구강 Streptococci의 적혈구와 타액 유도응집 및 하이드록시아파타이트에의 부착에 관한 연구
송요한,최선진 대한구강생물학회 1986 International Journal of Oral Biology Vol.10 No.2
As a part of a series of investigation on the mechanisma of adherence to tooth and oral soft tissues treptococcus mutans and S. sanguis, the two important microorganisms of oral streptococci, a study was carried out to screen laboratory strains and fresh isolates of both S. mutans and S. sanguis in terms of their adherence to the saliva-coated hydroxyapatite, hemagglutination, and salivary agglutination. The following data were obtained. a. The adherence of S. mutans strains to hydroxyapatite was inhibited by saliva, whereas saliva enhanced the adherence to hydroxyapatite of most of the S. sanguis strains tested.

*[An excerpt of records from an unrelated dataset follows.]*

//! Catalog store - hydration and whole-list persistence
//!
//! Hydration has two terminal outcomes:
//!
//! ```text
//! slot written ────────────────────────────────▶ FromStorage
//! slot missing ──▶ seed.fetch() ──▶ synthesize ──▶ persist ──▶ FromSeed
//!                     │
//!                     └── error ──▶ SeedUnavailable
//! ```
//!
//! Once a seeded catalog has been persisted the slot exists, so the seed is
//! never consulted again, even after every product has been deleted.

use crate::error::{StoreError, StoreResult};
use crate::seed::SeedSource;
use crate::slot::StorageSlot;
use pertes_model::Product;

/// Outcome of [`CatalogStore::hydrate`]
#[derive(Debug, Clone, PartialEq, Eq)]
pub enum Hydration {
    /// Stored list returned verbatim
    FromStorage(Vec<Product>),
    /// Seed imported; `persisted` is false if the first write was rejected
    FromSeed {
        /// Products built from the seed entries
        products: Vec<Product>,
        /// Whether the seeded list reached storage
        persisted: bool,
    },
}

impl Hydration {
    /// Hydrated products in stored order
    #[inline]
    #[must_use]
    pub fn products(&self) -> &[Product] {
        match self {
            Self::FromStorage(products) | Self::FromSeed { products, .. } => products,
        }
    }

    /// Take the hydrated products
    #[inline]
    #[must_use]
    pub fn into_products(self) -> Vec<Product> {
        match self {
            Self::FromStorage(products) | Self::FromSeed { products, .. } => products,
        }
    }

    /// Whether the seed was imported
    #[inline]
    #[must_use]
    pub fn is_from_seed(&self) -> bool {
        matches!(self, Self::FromSeed { .. })
    }

    /// Whether durable storage holds exactly these products
    #[inline]
    #[must_use]
    pub fn is_persisted(&self) -> bool {
        match self {
            Self::FromStorage(_) => true,
            Self::FromSeed { persisted, .. } => *persisted,
        }
    }
}

/// Owner of the durable slot
///
/// The store never holds products itself; it reads and writes whole lists.
#[derive(Debug, Clone)]
pub struct CatalogStore<S> {
    slot: S,
}

impl<S: StorageSlot> CatalogStore<S> {
    /// Create store over slot
    #[inline]
    #[must_use]
    pub fn new(slot: S) -> Self {
        Self { slot }
    }

    /// Borrow the underlying slot
    #[inline]
    #[must_use]
    pub fn slot(&self) -> &S {
        &self.slot
    }

    /// Read the stored list, `None` only when the slot is missing
    ///
    /// A stored empty list is a catalog whose products were all deleted and
    /// is returned as such.
    ///
    /// # Errors
    /// - `StoreError::ReadFailed` if the slot cannot be read
    /// - `StoreError::Corrupt` if the contents are not a product list
    pub fn load(&self) -> StoreResult<Option<Vec<Product>>> {
        let Some(raw) = self.slot.read().map_err(StoreError::ReadFailed)? else {
            return Ok(None);
        };

        let products: Vec<Product> = serde_json::from_str(&raw).map_err(StoreError::Corrupt)?;

        let stale = products.iter().filter(|p| !p.is_consistent()).count();
        if stale > 0 {
            tracing::warn!(
                slot = self.slot.name(),
                stale,
                "stored search keys differ from lowercased names"
            );
        }

        Ok(Some(products))
    }

    /// Load the catalog, importing the seed if the slot was never written
    ///
    /// Stored ids and search keys are trusted. Seeded products get a fresh id,
    /// `visible = true` and a derived search key, and are persisted before
    /// returning. A rejected first write is logged and reported through
    /// [`Hydration::is_persisted`] rather than failing hydration.
    ///
    /// # Errors
    /// - `StoreError::SeedUnavailable` if the slot is missing and the seed fetch fails
    /// - `StoreError::ReadFailed` / `StoreError::Corrupt` if the slot cannot be loaded
    pub async fn hydrate<Src>(&mut self, seed: &Src) -> StoreResult<Hydration>
    where
        Src: SeedSource + ?Sized,
    {
        if let Some(products) = self.load()? {
            tracing::info!(
                slot = self.slot.name(),
                count = products.len(),
                "catalog hydrated from storage"
            );
            return Ok(Hydration::FromStorage(products));
        }

        let entries = seed.fetch().await.map_err(StoreError::SeedUnavailable)?;
        let products: Vec<Product> = entries.into_iter().map(Product::from_seed).collect();

        let persisted = match self.persist(&products) {
            Ok(()) => true,
            Err(e) => {
                tracing::warn!(slot = self.slot.name(), error = %e, "seeded catalog not persisted");
                false
            }
        };

        tracing::info!(
            slot = self.slot.name(),
            count = products.len(),
            persisted,
            "catalog hydrated from seed"
        );
        Ok(Hydration::FromSeed {
            products,
            persisted,
        })
    }

    /// Serialize the full list and overwrite the slot
    ///
    /// # Errors
    /// - `StoreError::PersistenceUnavailable` if the medium rejects the write
    /// - `StoreError::Encode` if the list cannot be serialized
    pub fn persist(&mut self, products: &[Product]) -> StoreResult<()> {
        let encoded = serde_json::to_string(products).map_err(StoreError::Encode)?;
        self.slot
            .write(&encoded)
            .map_err(StoreError::PersistenceUnavailable)?;
        tracing::debug!(slot = self.slot.name(), count = products.len(), "catalog persisted");
        Ok(())
    }

    /// Remove the durable slot
    ///
    /// # Errors
    /// Returns `StoreError::PersistenceUnavailable` if the medium rejects the removal
    pub fn clear(&mut self) -> StoreResult<()> {
        self.slot
            .remove()
            .map_err(StoreError::PersistenceUnavailable)?;
        tracing::info!(slot = self.slot.name(), "catalog slot cleared");
        Ok(())
    }
}

#[cfg(test)]
mod tests {
    use super::*;
    use crate::seed::StaticSeed;
    use crate::slot::MemorySlot;
    use pertes_model::SeedEntry;

    fn lait_seed() -> StaticSeed {
        StaticSeed::new(vec![SeedEntry::new("Lait", "123")])
    }

    #[tokio::test]
    async fn empty_slot_imports_seed() {
        let slot = MemorySlot::new("products");
        let mut store = CatalogStore::new(slot.clone());

        let hydration = store.hydrate(&lait_seed()).await.unwrap();

        assert!(hydration.is_from_seed());
        assert!(hydration.is_persisted());
        let product = &hydration.products()[0];
        assert_eq!(product.name(), "Lait");
        assert_eq!(product.search_key(), "lait");
        assert!(product.is_visible());
        assert!(slot.contents().unwrap().contains("\"searchName\":\"lait\""));
    }

    #[tokio::test]
    async fn stored_empty_list_is_not_reseeded() {
        let slot = MemorySlot::with_contents("products", "[]");
        let mut store = CatalogStore::new(slot);

        let hydration = store.hydrate(&lait_seed()).await.unwrap();
        assert_eq!(hydration, Hydration::FromStorage(Vec::new()));
    }

    #[tokio::test]
    async fn corrupt_slot_is_fatal() {
        let slot = MemorySlot::with_contents("products", "{not json");
        let mut store = CatalogStore::new(slot);

        let err = store.hydrate(&lait_seed()).await.unwrap_err();
        assert!(matches!(err, StoreError::Corrupt(_)));
        assert!(err.is_fatal());
    }

    #[tokio::test]
    async fn rejected_seed_write_still_hydrates() {
        let slot = MemorySlot::new("products").with_quota(1);
        let mut store = CatalogStore::new(slot.clone());

        let hydration = store.hydrate(&lait_seed()).await.unwrap();

        assert!(hydration.is_from_seed());
        assert!(!hydration.is_persisted());
        assert_eq!(hydration.products().len(), 1);
        assert_eq!(slot.contents(), None);
    }

    #[test]
    fn clear_removes_slot() {
        let slot = MemorySlot::with_contents("products", "[]");
        let mut store = CatalogStore::new(slot.clone());

        store.clear().unwrap();
        assert_eq!(slot.contents(), None);
    }

    mod properties {
        use super::*;
        use proptest::prelude::*;

        fn product() -> impl Strategy<Value = Product> {
            ("\\PC{0,12}", "[0-9A-Z]{1,13}", any::<bool>()).prop_map(|(name, barcode, visible)| {
                let mut product = Product::new(name, barcode);
                product.set_visible(visible);
                product
            })
        }

        proptest! {
            #[test]
            fn persisted_list_loads_back_unchanged(
                products in proptest::collection::vec(product(), 0..8),
            ) {
                let mut store = CatalogStore::new(MemorySlot::new("products"));

                store.persist(&products).unwrap();

                prop_assert_eq!(store.load().unwrap(), Some(products));
            }
        }
    }
}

S. sanguis strain 66 49 was shown to have a property to adhere well to hydroxyapatite even in the absence of saliva, whereas the S_1 strain, one of fresh S. sanguis isolates was identified as a bacterium whose adherence was strongly enhanced by saliva. b. Many more strains of S. mutans showed positive hemagglutination reaction compared to the strains of S. sanavis. Among the positive strains, S. mutans M5 and S. sanguis S5 showed the highest hemagglutination titers. c. Salivary agglutination reactions were positive in all of the strains tested, and those strains which showed the highest agglutination titers were S. mutans OMZ175 and M2, S. sanguis MPC1 and 66 49. d. No correlation in 3 reactions was observed among the bacterial strains tested.